Preserving History

Roy Rosenzweig’s essay, Scarcity or Abundance? Preserving the Past in a Digit sheds light on how history on the Internet may not always be there.  There are countless ways for information to get lost or deleted on the web.  People tend to believe that what is put on the Internet will be there forever.  Rosenzweig says, “Government archives similarly continue to rely on the unwarranted assumption that records can be appraised and accessioned many years after their creation.”  This statement shows that even the highest offices i.e. Library of Congress are carelessly archiving important information on the web.  Although they are most likely using the LOCKSS (lots of copies keeps stuff safe) principle, there is still no guarantee to documentation on the Internet.

I myself am guilty of using Facebook to archive many aspects of my life.  Sometimes I resort to storing photos on Facebook instead of storing photos in a more secure manner such as a folder or putting the content in a flash drive.  Say if Zuckerberg breaks down and deletes Facebook, what am I left with?

On the contrary, the April 16 Archive does good on the Internet by collecting and preserving memories of the Virginia Tech tragedy.  Since memories fade, this archive is able to keep the authenticity of the tragedy alive.  The stories of victims and family members provided on the site really help people carry on the slogan that came with the tragedy, “NeVer ForgeT.”

I think the best way to preserve history is to have hard copies of everything.  To many these days it seems very old fashioned but it is the only feasibly logical mean of preservation.  Pictures and family documents need to be printed and copies of everything should be put into hard drives.  It’s important to recognize that if these things aren’t done, one shouldn’t be surprised if they lose everything.

Digital Research

After reading From Babel to Knowledge: Data Mining Large Digital Collections, by Dan Cohen, the idea of creating narrow search engines rather than using broad ones such as Google search, seems brilliant.  It was interesting to see how Cohen with the help of Google’s web search API was able to build a search engine that displayed classroom course material.

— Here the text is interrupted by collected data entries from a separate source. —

//! Scaffold configuration
//!
//! The two historical flavours of the scaffolder (a quick one that takes the
//! name from the command line and always installs, and an interactive one that
//! asks for both) are expressed as presets of [`ScaffoldConfig`].

use crate::constants::{
    APP_NAME, DEFAULT_PROJECT_NAME, INSTALL_COMMAND, START_COMMAND, TEMPLATE_URL,
};
use clap::ValueEnum;
use std::fmt::Display;

/// Where the project name comes from.
#[derive(Debug, Clone, PartialEq, Eq)]
pub enum ProjectNameSource {
    /// Given on the command line.
    Argument(String),
    /// Asked interactively; an empty answer selects `default`.
    Prompt { default: String },
    /// Nothing given and prompting is disabled: use `default` and warn.
    Fallback { default: String },
}

/// Whether the dependency installation step runs.
#[derive(Debug, Clone, Copy, PartialEq, Eq, ValueEnum)]
#[value(rename_all = "lowercase")]
pub enum InstallPolicy {
    /// Always install.
    Always,
    /// Ask first; anything but `n` installs.
    Prompt,
    /// Never install.
    Never,
}

impl Display for InstallPolicy {
    fn fmt(&self, f: &mut std::fmt::Formatter<'_>) -> std::fmt::Result {
        let s = match self {
            InstallPolicy::Always => "always",
            InstallPolicy::Prompt => "prompt",
            InstallPolicy::Never => "never",
        };
        write!(f, "{s}")
    }
}

/// Everything the scaffold workflow needs to know about one invocation.
#[derive(Debug, Clone, PartialEq, Eq)]
pub struct ScaffoldConfig {
    pub name_source: ProjectNameSource,
    pub install: InstallPolicy,
    pub template_url: String,
    pub install_command: Vec<String>,
    pub start_command: String,
    pub app_name: String,
}

impl ScaffoldConfig {
    /// Name from the argument (or the `bot` fallback), install unconditionally.
    pub fn quick(name: Option<String>) -> Self {
        let name_source = match name {
            Some(name) => ProjectNameSource::Argument(name),
            None => ProjectNameSource::Fallback { default: DEFAULT_PROJECT_NAME.to_string() },
        };
        Self { name_source, install: InstallPolicy::Always, ..Self::base() }
    }

    /// Name from the argument or a prompt, ask before installing.
    pub fn interactive(name: Option<String>) -> Self {
        let name_source = match name {
            Some(name) => ProjectNameSource::Argument(name),
            None => ProjectNameSource::Prompt { default: DEFAULT_PROJECT_NAME.to_string() },
        };
        Self { name_source, install: InstallPolicy::Prompt, ..Self::base() }
    }

    pub fn with_install(mut self, install: InstallPolicy) -> Self {
        self.install = install;
        self
    }

    pub fn with_template_url(mut self, url: impl Into<String>) -> Self {
        self.template_url = url.into();
        self
    }

    fn base() -> Self {
        Self {
            name_source: ProjectNameSource::Fallback {
                default: DEFAULT_PROJECT_NAME.to_string(),
            },
            install: InstallPolicy::Always,
            template_url: TEMPLATE_URL.to_string(),
            install_command: INSTALL_COMMAND.iter().map(|c| c.to_string()).collect(),
            start_command: START_COMMAND.to_string(),
            app_name: APP_NAME.to_string(),
        }
    }
}

#[cfg(test)]
mod tests {
    use super::*;

    #[test]
    fn quick_preset_falls_back_to_bot() {
        let config = ScaffoldConfig::quick(None);
        assert_eq!(config.name_source, ProjectNameSource::Fallback { default: "bot".into() });
        assert_eq!(config.install, InstallPolicy::Always);
        assert_eq!(config.template_url, TEMPLATE_URL);
        assert_eq!(config.install_command, vec!["npm", "install"]);
    }

    #[test]
    fn interactive_preset_prompts() {
        let config = ScaffoldConfig::interactive(None);
        assert_eq!(config.name_source, ProjectNameSource::Prompt { default: "bot".into() });
        assert_eq!(config.install, InstallPolicy::Prompt);
    }

    #[test]
    fn argument_wins_in_both_presets() {
        for config in [
            ScaffoldConfig::quick(Some("demo".into())),
            ScaffoldConfig::interactive(Some("demo".into())),
        ] {
            assert_eq!(config.name_source, ProjectNameSource::Argument("demo".into()));
        }
    }

    #[test]
    fn builders_override_fields() {
        let config = ScaffoldConfig::quick(None)
            .with_install(InstallPolicy::Never)
            .with_template_url("/tmp/template");
        assert_eq!(config.install, InstallPolicy::Never);
        assert_eq!(config.template_url, "/tmp/template");
        assert_eq!(config.install_command, vec!["npm", "install"]);
    }

    #[test]
    fn display_install_policy_variants() {
        assert_eq!(InstallPolicy::Always.to_string(), "always");
        assert_eq!(InstallPolicy::Prompt.to_string(), "prompt");
        assert_eq!(InstallPolicy::Never.to_string(), "never");
    }
}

He called it the Syllabus Finder.  Cohen said, “I thought a search engine that could locate syllabi on any topic would be useful for professors planning their next course, for discovering the kinds of books and assignments being commonly assigned, and for understanding the state of instruction more broadly.”  Assuming that professors would prefer to have their own search engine to look for class course work rather than web searching it, I couldn’t agree more with Dr. Cohen.

There are other similar search engines like Syllabus Finder.  One of them being the TIME Magazine Corpus.  The TIME Magazine Corpus has a record of all issues of TIME from 1923 – 2006 and allows users to search for words or phrases within all the text.  Although I find the Magazine Corpus to not be very user-friendly, it can still get the job done.  Rather than searching the the entire web for certain issues of TIME, this site can come in handy.

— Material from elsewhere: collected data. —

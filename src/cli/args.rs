use crate::config::{InstallPolicy, ScaffoldConfig};
use crate::constants::verbosity;
use clap::Parser;
use log::LevelFilter;

/// CLI arguments for create-touchcli-app.
#[derive(Parser, Debug, Clone)]
#[command(author, version, about, long_about = None)]
pub struct Args {
    /// Name of the project directory to create. Asked for when omitted.
    #[arg(value_name = "PROJECT_NAME")]
    pub project_name: Option<String>,

    /// When to install dependencies [default: prompt, or always with --non-interactive]
    #[arg(long, value_enum)]
    pub install: Option<InstallPolicy>,

    /// Never prompt: fall back to the default name and install without asking.
    #[arg(long = "non-interactive")]
    pub non_interactive: bool,

    /// Increase logging verbosity (`-v`, `-vv`, `-vvv`).
    #[arg(short, long, action = clap::ArgAction::Count)]
    pub verbose: u8,
}

impl Args {
    /// Maps the flags onto a scaffold configuration.
    pub fn to_config(&self) -> ScaffoldConfig {
        let name = self.project_name.clone();
        if self.non_interactive {
            let install = match self.install {
                Some(InstallPolicy::Never) => InstallPolicy::Never,
                _ => InstallPolicy::Always,
            };
            ScaffoldConfig::quick(name).with_install(install)
        } else {
            ScaffoldConfig::interactive(name)
                .with_install(self.install.unwrap_or(InstallPolicy::Prompt))
        }
    }
}

/// Parse command line arguments.
pub fn get_args() -> Args {
    Args::parse()
}

/// Map `-v` counts to the appropriate log level.
pub fn get_log_level_from_verbose(verbose_count: u8) -> LevelFilter {
    match verbose_count {
        verbosity::OFF => LevelFilter::Error,
        verbosity::INFO => LevelFilter::Info,
        verbosity::DEBUG => LevelFilter::Debug,
        verbosity::TRACE.. => LevelFilter::Trace,
    }
}

#[cfg(test)]
mod tests {
    use super::*;
    use crate::config::ProjectNameSource;

    #[test]
    fn maps_verbose_flags_to_log_filters() {
        assert_eq!(get_log_level_from_verbose(verbosity::OFF), LevelFilter::Error);
        assert_eq!(get_log_level_from_verbose(verbosity::INFO), LevelFilter::Info);
        assert_eq!(get_log_level_from_verbose(verbosity::DEBUG), LevelFilter::Debug);
        assert_eq!(get_log_level_from_verbose(verbosity::TRACE), LevelFilter::Trace);
        assert_eq!(get_log_level_from_verbose(verbosity::TRACE + 1), LevelFilter::Trace);
    }

    #[test]
    fn parses_minimal_args() {
        let args = Args::parse_from(["create-touchcli-app"]);
        assert_eq!(args.project_name, None);
        assert_eq!(args.install, None);
        assert!(!args.non_interactive);
        assert_eq!(args.verbose, 0);
    }

    #[test]
    fn parses_full_feature_flags() {
        let args = Args::parse_from([
            "create-touchcli-app",
            "demo",
            "--install",
            "never",
            "--non-interactive",
            "-vv",
        ]);
        assert_eq!(args.project_name.as_deref(), Some("demo"));
        assert_eq!(args.install, Some(InstallPolicy::Never));
        assert!(args.non_interactive);
        assert_eq!(args.verbose, 2);
    }

    #[test]
    fn rejects_unknown_install_policy() {
        assert!(Args::try_parse_from(["create-touchcli-app", "--install", "sometimes"]).is_err());
    }

    #[test]
    fn interactive_defaults_prompt_for_everything() {
        let config = Args::parse_from(["create-touchcli-app"]).to_config();
        assert_eq!(config.name_source, ProjectNameSource::Prompt { default: "bot".into() });
        assert_eq!(config.install, InstallPolicy::Prompt);
    }

    #[test]
    fn non_interactive_never_prompts() {
        let config =
            Args::parse_from(["create-touchcli-app", "--non-interactive"]).to_config();
        assert_eq!(config.name_source, ProjectNameSource::Fallback { default: "bot".into() });
        assert_eq!(config.install, InstallPolicy::Always);

        let config = Args::parse_from([
            "create-touchcli-app",
            "--non-interactive",
            "--install",
            "prompt",
        ])
        .to_config();
        assert_eq!(config.install, InstallPolicy::Always);

        let config = Args::parse_from([
            "create-touchcli-app",
            "--non-interactive",
            "--install",
            "never",
        ])
        .to_config();
        assert_eq!(config.install, InstallPolicy::Never);
    }

    #[test]
    fn explicit_install_policy_is_kept() {
        let config =
            Args::parse_from(["create-touchcli-app", "demo", "--install", "always"]).to_config();
        assert_eq!(config.name_source, ProjectNameSource::Argument("demo".into()));
        assert_eq!(config.install, InstallPolicy::Always);
    }
}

Another notable site is the Google books Ngram viewer, that let’s you search the use of certain words in books over a certain period of time.  The site shows a line graph representation of the popularity of certain words and even let’s you compare more than one of them on the same graph.  When putting in words such as ‘flavour’ and ‘flavor’ you can really see the comparison.  The graph shows that the spelling of the word in old English (flavour) went down periodically while the current version of the word (flavor) has gone up.

I find these sites to be very useful, enabling people to search for topics within a narrower search group, rather than a broader search area such as the web.